Described scalable boot is used to realize main system boot functions, it comprises that MAC/SN (network identity/product mark) verification, FTS (test procedure in the production) program designation, the verification of Application Image (application program) legitimacy, TFTP SERVER (network transmission protocol) start, Command Line Interface (CLI, Command Line Interface), functional module such as Application Image (application program) guiding.Store the protection that the storage area of this scalable boot is not latched by hardware, the user can carry out write operation to this zone by the boot upgrade interface among the Application Image, realizes the upgrading to scalable boot.

Described basic boot comprises POST (Power On SelfTest, power-on self-test is surveyed), functional modules such as the verification of scalable boot legitimacy, MAC/SN verification, FTS program designation, the verification of Application Image legitimacy, TFTP SERVER startup, CLI, Application Image guiding.Simultaneously, (FFF00000～FFF80000) locked by hardware (BLOCK LOCK) is unless after at first using corresponding unlocking program (BLOCK UNLOCK) release, just can carry out write operation to this zone for second storage area at basic boot place.Above-mentioned measure guarantees that basic boot remains good working condition.Certainly, do not get rid of by CLI, by CLI basic boot is upgraded then the described second storage area release.Under normal circumstances, when carrying out system bootstrap, each functional module of this basic boot is all operations not, but after modules such as operation POST (Power On SelfTest), the verification of scalable boot legitimacy, if through the scalable boot of checking proof is legal, then scalable boot is transferred in the control of system, finished system boot functions by scalable boot.

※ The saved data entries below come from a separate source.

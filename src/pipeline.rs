//! The per-run source loop.
//!
//! Sources are fetched and parsed one at a time, in list order. Each source
//! is its own failure boundary: a transport error or an unparseable document
//! is logged and the loop moves on, so a bad feed only removes its own
//! entries from the run.

use chrono::Utc;
use std::error::Error;
use std::time::{Duration, Instant};
use tokio::time::sleep;
use tracing::{error, info, instrument, warn};

use crate::fetcher::FetchFeed;
use crate::models::{FeedSource, OutputDocument, RawEntry};
use crate::normalize::normalize;
use crate::outputs::json::build_document;
use crate::parser::parse_feed;

/// Fetch and parse every source, concatenating their entries in list order.
///
/// `pacing` is slept after every attempt, successful or not.
#[instrument(level = "info", skip_all, fields(sources = sources.len()))]
pub async fn collect_entries<F: FetchFeed>(
    fetcher: &F,
    sources: &[FeedSource],
    pacing: Duration,
) -> Vec<RawEntry> {
    let mut all_entries = Vec::new();
    let mut failed = 0usize;

    for source in sources {
        let t0 = Instant::now();
        match fetcher.fetch(source.url).await {
            Ok(body) => {
                let entries = parse_feed(&body, source.name);
                if entries.is_empty() {
                    warn!(source = source.name, "Feed produced no entries");
                } else {
                    info!(
                        source = source.name,
                        count = entries.len(),
                        elapsed_ms = t0.elapsed().as_millis() as u128,
                        "Collected feed entries"
                    );
                }
                all_entries.extend(entries);
            }
            Err(e) => {
                failed += 1;
                error!(source = source.name, url = source.url, error = %e, "Feed fetch failed; skipping source");
            }
        }

        sleep(pacing).await;
    }

    info!(
        total = all_entries.len(),
        failed,
        "Finished collecting entries"
    );
    all_entries
}

/// Run the whole pipeline and return the document to write.
///
/// The wall clock is read twice: once after collection, as the window anchor
/// of last resort, and once when the document is stamped.
pub async fn run<F: FetchFeed>(
    fetcher: &F,
    sources: &[FeedSource],
    pacing: Duration,
) -> OutputDocument {
    let entries = collect_entries(fetcher, sources, pacing).await;
    let items = normalize(entries, Utc::now());
    build_document(&items, Utc::now())
}

/// Like [`run`], but tolerate a fetcher that could not be built.
///
/// Without a fetcher every source counts as failed, so the result is the
/// empty document rather than an aborted run.
pub async fn run_or_empty<F: FetchFeed>(
    fetcher: Result<F, Box<dyn Error>>,
    sources: &[FeedSource],
    pacing: Duration,
) -> OutputDocument {
    match fetcher {
        Ok(fetcher) => run(&fetcher, sources, pacing).await,
        Err(e) => {
            error!(error = %e, "Failed to build HTTP client; skipping all sources");
            build_document(&normalize(Vec::new(), Utc::now()), Utc::now())
        }
    }
}

#[cfg(test)]
mod tests {
    use super::*;
    use chrono::DateTime;
    use std::cell::RefCell;
    use std::collections::HashMap;

    struct FailingFetcher;

    impl FetchFeed for FailingFetcher {
        async fn fetch(&self, url: &str) -> Result<String, Box<dyn Error>> {
            Err(format!("connection refused: {url}").into())
        }
    }

    /// Serves canned bodies by URL and records the request order.
    struct StubFetcher {
        bodies: HashMap<&'static str, &'static str>,
        requested: RefCell<Vec<String>>,
    }

    impl StubFetcher {
        fn new(bodies: &[(&'static str, &'static str)]) -> Self {
            Self {
                bodies: bodies.iter().copied().collect(),
                requested: RefCell::new(Vec::new()),
            }
        }
    }

    impl FetchFeed for StubFetcher {
        async fn fetch(&self, url: &str) -> Result<String, Box<dyn Error>> {
            self.requested.borrow_mut().push(url.to_string());
            self.bodies
                .get(url)
                .map(|body| body.to_string())
                .ok_or_else(|| "404 Not Found".into())
        }
    }

    const SOURCES: &[FeedSource] = &[
        FeedSource { name: "Alpha", url: "https://alpha.test/rss" },
        FeedSource { name: "Down", url: "https://down.test/rss" },
        FeedSource { name: "Broken", url: "https://broken.test/rss" },
        FeedSource { name: "Beta", url: "https://beta.test/atom" },
    ];

    const ALPHA: &str = r#"<rss><channel>
  <item>
    <title>Alpha new</title>
    <link>https://alpha.test/new</link>
    <pubDate>Mon, 15 Jan 2024 10:30:00 +0000</pubDate>
    <description>Fresh</description>
  </item>
  <item>
    <title>Alpha stale</title>
    <link>https://alpha.test/stale</link>
    <pubDate>Mon, 01 Jan 2024 10:30:00 +0000</pubDate>
  </item>
  <item>
    <title>Alpha undated</title>
    <link>https://alpha.test/undated</link>
  </item>
</channel></rss>"#;

    const BETA: &str = r#"<feed xmlns="http://www.w3.org/2005/Atom">
  <entry>
    <title>Beta tie</title>
    <link href="https://beta.test/tie"/>
    <updated>2024-01-15T10:30:00Z</updated>
  </entry>
  <entry>
    <title>Beta older</title>
    <link href="https://beta.test/older"/>
    <updated>2024-01-14T23:59:00Z</updated>
  </entry>
</feed>"#;

    #[tokio::test]
    async fn test_failing_fetcher_yields_empty_document() {
        let doc = run(&FailingFetcher, SOURCES, Duration::ZERO).await;
        assert!(doc.items.is_empty());
        assert!(doc.snapshots.is_empty());
        assert!(DateTime::parse_from_rfc3339(&doc.generated_at).is_ok());

        let json = serde_json::to_value(&doc).unwrap();
        assert_eq!(json["items"], serde_json::json!([]));
        assert_eq!(json["snapshots"], serde_json::json!({}));
    }

    #[tokio::test]
    async fn test_missing_client_yields_empty_document() {
        let fetcher: Result<StubFetcher, Box<dyn Error>> = Err("tls backend unavailable".into());
        let doc = run_or_empty(fetcher, SOURCES, Duration::ZERO).await;
        assert!(doc.items.is_empty());
        assert!(doc.snapshots.is_empty());
        assert!(DateTime::parse_from_rfc3339(&doc.generated_at).is_ok());
    }

    #[tokio::test]
    async fn test_failed_sources_do_not_affect_others() {
        let fetcher = StubFetcher::new(&[
            ("https://alpha.test/rss", ALPHA),
            ("https://broken.test/rss", "<rss><channel><item>"),
            ("https://beta.test/atom", BETA),
        ]);

        let entries = collect_entries(&fetcher, SOURCES, Duration::ZERO).await;
        let sources: Vec<_> = entries.iter().map(|e| e.source.as_str()).collect();
        assert_eq!(sources, ["Alpha", "Alpha", "Alpha", "Beta", "Beta"]);

        let requested = fetcher.requested.borrow();
        let expected: Vec<_> = SOURCES.iter().map(|s| s.url.to_string()).collect();
        assert_eq!(*requested, expected);
    }

    #[tokio::test]
    async fn test_run_filters_sorts_and_groups() {
        let fetcher = StubFetcher::new(&[
            ("https://alpha.test/rss", ALPHA),
            ("https://beta.test/atom", BETA),
        ]);

        let doc = run(&fetcher, SOURCES, Duration::ZERO).await;
        let links: Vec<_> = doc.items.iter().map(|i| i.link.as_str()).collect();
        // stale and undated entries are gone; the tie keeps source order
        assert_eq!(
            links,
            [
                "https://alpha.test/new",
                "https://beta.test/tie",
                "https://beta.test/older"
            ]
        );

        let days: Vec<_> = doc.snapshots.iter().map(|b| b.day.as_str()).collect();
        assert_eq!(days, ["2024-01-15", "2024-01-14"]);
        assert_eq!(doc.snapshots[1].items[0].time, "2024-01-14 23:59");
    }

    #[tokio::test]
    async fn test_pacing_applies_after_failures() {
        let sources = &SOURCES[..2];
        let t0 = Instant::now();
        collect_entries(&FailingFetcher, sources, Duration::from_millis(20)).await;
        assert!(t0.elapsed() >= Duration::from_millis(40));
    }
}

Although in the present embodiment, the storage area at basic boot place is locked by hardware, but also can not carry out hardware in actual the use locks, at this moment, the effect of basic boot is to have prepared a backup for boot, can section upgrade boot when being damaged in support.

The guidance system of the embedded system of present embodiment, for the user provides the scalable boot that can conveniently upgrade, the user can be as requested easily to its upgrading, make the effect of this embedded system of performance that the user can be maximum.Simultaneously; the guidance system of this embedded system is subjected to the basic boot of hardware locking protection for the user provides storage area again; in the time of can guaranteeing that this embedded system maloperation or other reason occur and causes scalable boot destroyed, by the ultimate system guiding down program realize guiding to this embedded system.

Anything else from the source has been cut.